## [What the task requires]
Output the data as it stands. Each line must match exactly.

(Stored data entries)
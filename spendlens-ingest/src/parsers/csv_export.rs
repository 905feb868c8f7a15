//! CSV transaction exports.
//!
//! Expects a header row; column names are matched case-insensitively:
//!   id (optional), description, amount, category (optional), timestamp | date
//!
//!   id,description,amount,category,timestamp
//!   1,Coffee,5.50,Dining,2026-02-18 09:30:00

use anyhow::{Context, Result, bail};
use spendlens_core::Transaction;
use std::io::Read;
use std::path::Path;

use crate::fields::{FieldParser, RawRow};

struct Columns {
    id: Option<usize>,
    description: usize,
    amount: usize,
    category: Option<usize>,
    timestamp: usize,
}

impl Columns {
    fn from_headers(headers: &csv::StringRecord) -> Result<Self> {
        let find = |names: &[&str]| {
            headers
                .iter()
                .position(|h| names.iter().any(|n| h.trim().eq_ignore_ascii_case(n)))
        };

        let Some(description) = find(&["description"]) else {
            bail!("missing 'description' column");
        };
        let Some(amount) = find(&["amount"]) else {
            bail!("missing 'amount' column");
        };
        let Some(timestamp) = find(&["timestamp", "date"]) else {
            bail!("missing 'timestamp' column");
        };

        Ok(Self {
            id: find(&["id"]),
            description,
            amount,
            category: find(&["category"]),
            timestamp,
        })
    }
}

/// Parse a CSV export file.
pub fn parse_transactions_csv(path: impl AsRef<Path>) -> Result<Vec<Transaction>> {
    let file = std::fs::File::open(path.as_ref())
        .with_context(|| format!("opening {}", path.as_ref().display()))?;
    parse_transactions_csv_reader(file)
        .with_context(|| format!("parsing {}", path.as_ref().display()))
}

/// Parse CSV export content from any reader.
pub fn parse_transactions_csv_reader(reader: impl Read) -> Result<Vec<Transaction>> {
    let mut rdr = csv::ReaderBuilder::new()
        .flexible(true)
        .trim(csv::Trim::Headers)
        .from_reader(reader);

    let columns = Columns::from_headers(rdr.headers()?)?;
    let parser = FieldParser::new()?;
    let mut txns = Vec::new();

    for (i, result) in rdr.records().enumerate() {
        let record = result?;
        // Blank trailing lines
        if record.iter().all(|cell| cell.trim().is_empty()) {
            continue;
        }

        let cell = |idx: usize| record.get(idx).unwrap_or("");
        let row = RawRow {
            id: columns.id.and_then(|c| cell(c).trim().parse().ok()),
            description: cell(columns.description),
            amount: None,
            amount_text: cell(columns.amount),
            category: columns.category.map(cell),
            timestamp: cell(columns.timestamp),
        };

        if let Some(txn) = row.into_transaction(&parser, i + 1) {
            txns.push(txn);
        }
    }

    Ok(txns)
}
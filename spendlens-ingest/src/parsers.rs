//! Export formats understood by the loader.

pub mod csv_export;
pub mod json_export;
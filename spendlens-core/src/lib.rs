//! spendlens-core: transaction records and the search-bar query engine

pub mod transaction;
pub mod token;
pub mod lexer;
pub mod matcher;
pub mod query;
pub mod range;
pub mod summary;
pub mod analytics;

pub use transaction::{Transaction, Searchable, DEFAULT_CATEGORY};
pub use token::{Operator, SearchToken};
pub use lexer::parse_query;
pub use matcher::{Field, Predicate, StrField, token_matches};
pub use query::{Query, filter_transactions};
pub use range::{TransactionFilter, ALL_CATEGORIES};
pub use summary::{GroupBy, SpendingRow, summarize, total_spent};
pub use analytics::{
    BudgetLine, BudgetState, Period, PeriodTotal, SpendingComparison, Verdict, budget_status,
    compare_spending,
};
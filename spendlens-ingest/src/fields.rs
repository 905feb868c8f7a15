//! Normalization of raw export cells into [`Transaction`] fields.

use anyhow::Result;
use chrono::{NaiveDate, NaiveDateTime};
use regex::Regex;
use spendlens_core::{DEFAULT_CATEGORY, Transaction};

const DATETIME_FORMATS: [&str; 5] = [
    "%Y-%m-%d %H:%M:%S",
    "%Y-%m-%d %H:%M:%S%.f",
    "%Y-%m-%dT%H:%M:%S",
    "%Y-%m-%dT%H:%M:%S%.f",
    "%Y-%m-%d %H:%M",
];

/// Parses the loosely formatted cells found in exports.
pub struct FieldParser {
    amount_re: Regex,
}

impl FieldParser {
    pub fn new() -> Result<Self> {
        // "$1,234.50", "1234.5", "-12", ".99"
        let amount_re = Regex::new(concat!(
            r"^(?P<sign>-)?\s*\$?\s*",
            r"(?P<num>\d[\d,]*(?:\.\d+)?|\.\d+)$"
        ))?;
        Ok(Self { amount_re })
    }

    pub fn amount(&self, raw: &str) -> Option<f64> {
        let caps = self.amount_re.captures(raw.trim())?;
        let value: f64 = caps["num"].replace(',', "").parse().ok()?;
        Some(if caps.name("sign").is_some() { -value } else { value })
    }
}

/// `YYYY-MM-DD HH:MM:SS` (space or `T`, optional fraction) or a bare date,
/// which maps to midnight.
pub fn parse_timestamp(raw: &str) -> Option<NaiveDateTime> {
    let raw = raw.trim();
    DATETIME_FORMATS
        .iter()
        .find_map(|fmt| NaiveDateTime::parse_from_str(raw, fmt).ok())
        .or_else(|| {
            NaiveDate::parse_from_str(raw, "%Y-%m-%d")
                .ok()
                .and_then(|d| d.and_hms_opt(0, 0, 0))
        })
}

/// One export row before validation
#[derive(Debug, Clone, Default)]
pub struct RawRow<'a> {
    pub id: Option<i64>,
    pub description: &'a str,
    pub amount: Option<f64>,
    pub amount_text: &'a str,
    pub category: Option<&'a str>,
    pub timestamp: &'a str,
}

impl RawRow<'_> {
    /// Validate the row. `position` is the 1-based data row number, used as
    /// the id when the export has none and in log messages.
    pub fn into_transaction(self, parser: &FieldParser, position: usize) -> Option<Transaction> {
        let amount = match self.amount.or_else(|| parser.amount(self.amount_text)) {
            Some(a) if a >= 0.0 => a,
            Some(a) => {
                tracing::warn!(row = position, amount = a, "skipping row with negative amount");
                return None;
            }
            None => {
                tracing::warn!(row = position, raw = self.amount_text, "skipping row with unreadable amount");
                return None;
            }
        };

        let Some(timestamp) = parse_timestamp(self.timestamp) else {
            tracing::warn!(row = position, raw = self.timestamp, "skipping row with unreadable timestamp");
            return None;
        };

        let category = self
            .category
            .map(str::trim)
            .filter(|c| !c.is_empty())
            .unwrap_or(DEFAULT_CATEGORY);

        Some(Transaction::new(
            self.id.unwrap_or(position as i64),
            self.description.trim(),
            amount,
            category,
            timestamp,
        ))
    }
}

## [Exercise result]
filename spendlens-ingest/src/parsers/csv_export.rs
repository 905feb868c8f7a15
//! CSV transaction exports.
//!
//! Expects a header row; column names are matched case-insensitively:
//!   id (optional), description, amount, category (optional), timestamp | date
//!
//!   id,description,amount,category,timestamp
//!   1,Coffee,5.50,Dining,2026-02-18 09:30:00

use anyhow::{Context, Result, bail};
use spendlens_core::Transaction;
use std::io::Read;
use std::path::Path;

use crate::fields::{FieldParser, RawRow};

struct Columns {
    id: Option<usize>,
    description: usize,
    amount: usize,
    category: Option<usize>,
    timestamp: usize,
}

impl Columns {
    fn from_headers(headers: &csv::StringRecord) -> Result<Self> {
        let find = |names: &[&str]| {
            headers
                .iter()
                .position(|h| names.iter().any(|n| h.trim().eq_ignore_ascii_case(n)))
        };

        let Some(description) = find(&["description"]) else {
            bail!("missing 'description' column");
        };
        let Some(amount) = find(&["amount"]) else {
            bail!("missing 'amount' column");
        };
        let Some(timestamp) = find(&["timestamp", "date"]) else {
            bail!("missing 'timestamp' column");
        };

        Ok(Self {
            id: find(&["id"]),
            description,
            amount,
            category: find(&["category"]),
            timestamp,
        })
    }
}

/// Parse a CSV export file.
pub fn parse_transactions_csv(path: impl AsRef<Path>) -> Result<Vec<Transaction>> {
    let file = std::fs::File::open(path.as_ref())
        .with_context(|| format!("opening {}", path.as_ref().display()))?;
    parse_transactions_csv_reader(file)
        .with_context(|| format!("parsing {}", path.as_ref().display()))
}

/// Parse CSV export content from any reader.
pub fn parse_transactions_csv_reader(reader: impl Read) -> Result<Vec<Transaction>> {
    let mut rdr = csv::ReaderBuilder::new()
        .flexible(true)
        .trim(csv::Trim::Headers)
        .from_reader(reader);

    let columns = Columns::from_headers(rdr.headers()?)?;
    let parser = FieldParser::new()?;
    let mut txns = Vec::new();

    for (i, result) in rdr.records().enumerate() {
        let record = result?;
        // Blank trailing lines
        if record.iter().all(|cell| cell.trim().is_empty()) {
            continue;
        }

        let cell = |idx: usize| record.get(idx).unwrap_or("");
        let row = RawRow {
            id: columns.id.and_then(|c| cell(c).trim().parse().ok()),
            description: cell(columns.description),
            amount: None,
            amount_text: cell(columns.amount),
            category: columns.category.map(cell),
            timestamp: cell(columns.timestamp),
        };

        if let Some(txn) = row.into_transaction(&parser, i + 1) {
            txns.push(txn);
        }
    }

    Ok(txns)
}
filename spendlens-ingest/src/parsers.rs
//! Export formats understood by the loader.

pub mod csv_export;
pub mod json_export;
filename spendlens-core/src/lib.rs
//! spendlens-core: transaction records and the search-bar query engine

pub mod transaction;
pub mod token;
pub mod lexer;
pub mod matcher;
pub mod query;
pub mod range;
pub mod summary;
pub mod analytics;

pub use transaction::{Transaction, Searchable, DEFAULT_CATEGORY};
pub use token::{Operator, SearchToken};
pub use lexer::parse_query;
pub use matcher::{Field, Predicate, StrField, token_matches};
pub use query::{Query, filter_transactions};
pub use range::{TransactionFilter, ALL_CATEGORIES};
pub use summary::{GroupBy, SpendingRow, summarize, total_spent};
pub use analytics::{
    BudgetLine, BudgetState, Period, PeriodTotal, SpendingComparison, Verdict, budget_status,
    compare_spending,
};
filename spendlens-ingest/src/fields.rs
repository 905feb868c8f7a15
//! Normalization of raw export cells into [`Transaction`] fields.

use anyhow::Result;
use chrono::{NaiveDate, NaiveDateTime};
use regex::Regex;
use spendlens_core::{DEFAULT_CATEGORY, Transaction};

const DATETIME_FORMATS: [&str; 5] = [
    "%Y-%m-%d %H:%M:%S",
    "%Y-%m-%d %H:%M:%S%.f",
    "%Y-%m-%dT%H:%M:%S",
    "%Y-%m-%dT%H:%M:%S%.f",
    "%Y-%m-%d %H:%M",
];

/// Parses the loosely formatted cells found in exports.
pub struct FieldParser {
    amount_re: Regex,
}

impl FieldParser {
    pub fn new() -> Result<Self> {
        // "$1,234.50", "1234.5", "-12", ".99"
        let amount_re = Regex::new(concat!(
            r"^(?P<sign>-)?\s*\$?\s*",
            r"(?P<num>\d[\d,]*(?:\.\d+)?|\.\d+)$"
        ))?;
        Ok(Self { amount_re })
    }

    pub fn amount(&self, raw: &str) -> Option<f64> {
        let caps = self.amount_re.captures(raw.trim())?;
        let value: f64 = caps["num"].replace(',', "").parse().ok()?;
        Some(if caps.name("sign").is_some() { -value } else { value })
    }
}

/// `YYYY-MM-DD HH:MM:SS` (space or `T`, optional fraction) or a bare date,
/// which maps to midnight.
pub fn parse_timestamp(raw: &str) -> Option<NaiveDateTime> {
    let raw = raw.trim();
    DATETIME_FORMATS
        .iter()
        .find_map(|fmt| NaiveDateTime::parse_from_str(raw, fmt).ok())
        .or_else(|| {
            NaiveDate::parse_from_str(raw, "%Y-%m-%d")
                .ok()
                .and_then(|d| d.and_hms_opt(0, 0, 0))
        })
}

/// One export row before validation
#[derive(Debug, Clone, Default)]
pub struct RawRow<'a> {
    pub id: Option<i64>,
    pub description: &'a str,
    pub amount: Option<f64>,
    pub amount_text: &'a str,
    pub category: Option<&'a str>,
    pub timestamp: &'a str,
}

impl RawRow<'_> {
    /// Validate the row. `position` is the 1-based data row number, used as
    /// the id when the export has none and in log messages.
    pub fn into_transaction(self, parser: &FieldParser, position: usize) -> Option<Transaction> {
        let amount = match self.amount.or_else(|| parser.amount(self.amount_text)) {
            Some(a) if a >= 0.0 => a,
            Some(a) => {
                tracing::warn!(row = position, amount = a, "skipping row with negative amount");
                return None;
            }
            None => {
                tracing::warn!(row = position, raw = self.amount_text, "skipping row with unreadable amount");
                return None;
            }
        };

        let Some(timestamp) = parse_timestamp(self.timestamp) else {
            tracing::warn!(row = position, raw = self.timestamp, "skipping row with unreadable timestamp");
            return None;
        };

        let category = self
            .category
            .map(str::trim)
            .filter(|c| !c.is_empty())
            .unwrap_or(DEFAULT_CATEGORY);

        Some(Transaction::new(
            self.id.unwrap_or(position as i64),
            self.description.trim(),
            amount,
            category,
            timestamp,
        ))
    }
}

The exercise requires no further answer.